This is because no new frequencies are introduced, since we are transforming the same source data. However, the source data is NxM times smaller proportional to the data buffer size (i.e., the frequencies become NxM times higher).

Exploded frequencies on tiling

Data scaling

Normalization and sampling issues aside, scaling the data within the source buffer scales the FT inversely.

This is because encoding smaller data requires higher frequencies, while encoding a larger version of the same data requires lower frequencies.

Inverse effect on scaling

In the particular case of glare (e.g., ArionFX) this means that the diffraction pattern becomes blurry if the iris is sampled small. Or, in other words, for a given iris, the sharpest diffraction pattern possible is achieved when the iris is sampled as large as the data buffer itself.

Note, however, that “large” here means “with respect to the data buffer”, being the size of the data buffer irrelevant as we will see next.

CIE, XYZ, Yxy, RGB, and gamuts

Despite digital images are often given in RGB, RGB is not always a convenient space for image processing. Splitting RGB colors into their luminance and chrominance, and doing the opposite, are very common operations when it comes to image filtering.

The Yxy encoding is a very good solution due to its strong physical/perceptual background. One can go from RGB to XYZ (selecting a certain color-space transform matrix), and then go from XYZ to Yxy using the following formulas:

$x = \frac{ X }{ X + Y + Z }$

$y = \frac{ Y }{ X + Y + Z }$

The inverse transform to go from Yxy to XYZ is given by the following formulas:

$X = Y \cdot \frac{ x }{ y }$

$Z = \frac{ X }{ x } - X - Y$

The color-space transform matrix that turns RGB values into XYZ values (and its inverse) is a simple 3×3 affine transform matrix. The exact values of the matrix depend on the color-space you are working in. For example, the matrix for sRGB can be found in the Wikipedia sRGB page. Actually, one can build a custom RGB-to-XYZ matrix by defining the xy coordinates of the three primary colors (R, G, and B) and the position of the white-point. There is an excellent explanation of this on this page by Ryan Juckett.

XYZ colors, and the Yxy encoding have some very interesting practical properties. Below are some of them.

1- All human-visible colors have positive X, Y, and Z values.

This means that matrices to go from RGB to XYZ can only have positive coefficients, and a valid (positive) RGB color can only map to a positive XYZ triplet. The opposite is generally not true.

2- The Y value of an XYZ color represents the relative luminance of the color as percieved by the human eye.

So if one computes the Y (luminance) field of an RGB image, one gets a grayscale version of the original image.

3- Y (luminance) and xy (chrominance) are fully independent.

This means that if one encodes an RGB color in Yxy, then amplifies or diminishes the luminance Y’=k·Y, and then go back to RGB from Y’xy, the result is k·RGB.

This is a fundamental property in tonemapping algorithms, which typically do range compression on the luminance, and then just re-plug the original chrominance field to the compressed luminance field.

This property also means that one can do any alteration on the chrominance values (xy) and then go back to RGB while preserving the original luminance (Y).
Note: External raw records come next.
//! Database migration runner for Tenantbook.
//!
//! Usage:
//!   migrator up      - Create the tenant ledger and lock tables
//!   migrator down    - Rollback last migration
//!   migrator status  - Show migration status
//!   migrator fresh   - Drop all tables and re-run migrations
//!
//! Reads `DATABASE_URL` (a `.env` file is honored).

use sea_orm_migration::prelude::*;
use tenantbook_db::migration::Migrator;

#[tokio::main]
async fn main() {
    dotenvy::dotenv().ok();

    // sea-orm-migration installs its own tracing subscriber
    cli::run_cli(Migrator).await;
}
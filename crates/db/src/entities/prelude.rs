//! Entity re-exports.

pub use super::tenant_ledger_locks::Entity as TenantLedgerLocks;
pub use super::tenant_ledgers::Entity as TenantLedgers;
This comes handy when implementing image filters such as Tint (xy rotation around the whitepoint) or Saturation (xy amplification away from the whitepoint).

4- The range of Y is [0..INF), but the range of xy is constrained to [0..1]x[0..1].
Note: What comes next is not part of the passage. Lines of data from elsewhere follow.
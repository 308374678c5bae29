//! Persistence seam for tenant ledgers.
//!
//! All access goes through a [`LedgerScope`]: a unit of work bound to one
//! tenant that holds that tenant's lock until it is committed or rolled back.
//! Dropping a scope without committing discards its writes.

use std::future::Future;

use rust_decimal::Decimal;
use tenantbook_shared::types::{LedgerEntryId, TenantId};

use super::entry::{CanonicalKey, DateRange, EntryChanges, LedgerEntry, NewLedgerEntry};
use super::error::LedgerError;

/// Store trait for tenant ledgers.
///
/// Implemented in memory by [`super::MemoryLedgerStore`] and on PostgreSQL by
/// the db crate.
pub trait LedgerStore: Send + Sync {
    /// Unit of work type.
    type Scope: LedgerScope;

    /// Opens a unit of work for a tenant, waiting for any other unit of work
    /// on the same tenant to finish.
    fn begin(
        &self,
        tenant_id: TenantId,
    ) -> impl Future<Output = Result<Self::Scope, LedgerError>> + Send;

    /// Lists every tenant with at least one committed entry, in ascending order.
    fn tenant_ids(&self) -> impl Future<Output = Result<Vec<TenantId>, LedgerError>> + Send;
}

/// A serialized unit of work over one tenant's entries.
pub trait LedgerScope: Send + Sync {
    /// Tenant this scope is bound to.
    fn tenant_id(&self) -> TenantId;

    /// Inserts an entry with a zero balance and assigns its id.
    ///
    /// Returns [`LedgerError::DuplicateReference`] if the tenant already has an
    /// entry with the same reference number. The caller is responsible for
    /// recomputing balances afterwards.
    fn insert(
        &mut self,
        entry: NewLedgerEntry,
    ) -> impl Future<Output = Result<LedgerEntry, LedgerError>> + Send;

    /// Applies field changes to an entry. The balance column is not touched.
    fn update(
        &mut self,
        id: LedgerEntryId,
        changes: &EntryChanges,
    ) -> impl Future<Output = Result<LedgerEntry, LedgerError>> + Send;

    /// Overwrites the running balance of an entry.
    fn set_balance(
        &mut self,
        id: LedgerEntryId,
        balance: Decimal,
    ) -> impl Future<Output = Result<(), LedgerError>> + Send;

    /// Deletes an entry and returns it.
    fn delete(
        &mut self,
        id: LedgerEntryId,
    ) -> impl Future<Output = Result<LedgerEntry, LedgerError>> + Send;

    /// Finds an entry by id.
    fn get(
        &self,
        id: LedgerEntryId,
    ) -> impl Future<Output = Result<Option<LedgerEntry>, LedgerError>> + Send;

    /// Finds the entry linked to a document reference.
    fn find_by_reference(
        &self,
        reference_no: &str,
    ) -> impl Future<Output = Result<Option<LedgerEntry>, LedgerError>> + Send;

    /// Lists entries in canonical order, optionally limited to a date range.
    fn list(
        &self,
        range: Option<DateRange>,
    ) -> impl Future<Output = Result<Vec<LedgerEntry>, LedgerError>> + Send;

    /// Latest entry strictly before a position in canonical order.
    fn last_before(
        &self,
        key: CanonicalKey,
    ) -> impl Future<Output = Result<Option<LedgerEntry>, LedgerError>> + Send;

    /// Entries at or after a position, in canonical order.
    fn list_from(
        &self,
        key: CanonicalKey,
    ) -> impl Future<Output = Result<Vec<LedgerEntry>, LedgerError>> + Send;

    /// Makes the unit of work durable and releases the tenant lock.
    fn commit(self) -> impl Future<Output = Result<(), LedgerError>> + Send
    where
        Self: Sized;

    /// Discards the unit of work and releases the tenant lock.
    fn rollback(self) -> impl Future<Output = Result<(), LedgerError>> + Send
    where
        Self: Sized;
}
Since the chrominance values (xy) are normalized they are independent of the luminance value, and hence they have a limited range. Here’s what happens when one selects a fixed luminance (Y=1, for example) and draws the RGB colors corresponding to all the chrominances in x=[0..1] and y=[0..1]:

sRGB triangle (gamut)

The darkened colors are invalid (not plausible) results where at least one of the RGB components is negative. So the only valid values that xy can get are actually constrained to this triangle, which is, in fact, much smaller than the unit square. As a matter of fact, the maximum distance between two chrominance values in Yxy (in sRGB as displayed above) is around 0.6, derived from the length of the longest edge of the gamut triangle.

Different color-space transforms have larger or smaller gamut triangles, as depicted in this CIE 1931 xy gamut comparison.
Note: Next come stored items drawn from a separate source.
//! Per-tenant lock rows.

use sea_orm_migration::prelude::*;

#[derive(DeriveMigrationName)]
pub struct Migration;

#[async_trait::async_trait]
impl MigrationTrait for Migration {
    async fn up(&self, manager: &SchemaManager) -> Result<(), DbErr> {
        let db = manager.get_connection();

        db.execute_unprepared(LOCKS_SQL).await?;
        // Tenants that already have entries get their lock row up front.
        db.execute_unprepared(BACKFILL_LOCKS_SQL).await?;

        Ok(())
    }

    async fn down(&self, manager: &SchemaManager) -> Result<(), DbErr> {
        let db = manager.get_connection();
        db.execute_unprepared("DROP TABLE IF EXISTS tenant_ledger_locks;")
            .await?;
        Ok(())
    }
}

const LOCKS_SQL: &str = r"
CREATE TABLE tenant_ledger_locks (
    tenant_id UUID PRIMARY KEY,
    created_at TIMESTAMPTZ NOT NULL DEFAULT now()
);
";

const BACKFILL_LOCKS_SQL: &str = r"
INSERT INTO tenant_ledger_locks (tenant_id)
SELECT DISTINCT tenant_id FROM tenant_ledgers
ON CONFLICT (tenant_id) DO NOTHING;
";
Note that the gamut triangle is the same regardless of the color luminance.

Diaphragm and f-stop

This is just another image taken from the RCSDK Unit Testing system. The chart displays different polygonal diaphragms at different f-stop values. Doubling the f-stop number, halves the surface light can pass through.

Polygonal diaphragms and f-stop

Glare patterns

Glare in photography is due to Fraunhofer diffraction as light from distant objects passes through the camera diaphragm.

There is a magical connection between Fraunhofer diffraction (physics) and the Fourier Transform (math). As a matter of fact, the intensity of the Fraunhofer diffraction pattern of a certain aperture is given by the squared modulus of the Fourier Transform of said aperture.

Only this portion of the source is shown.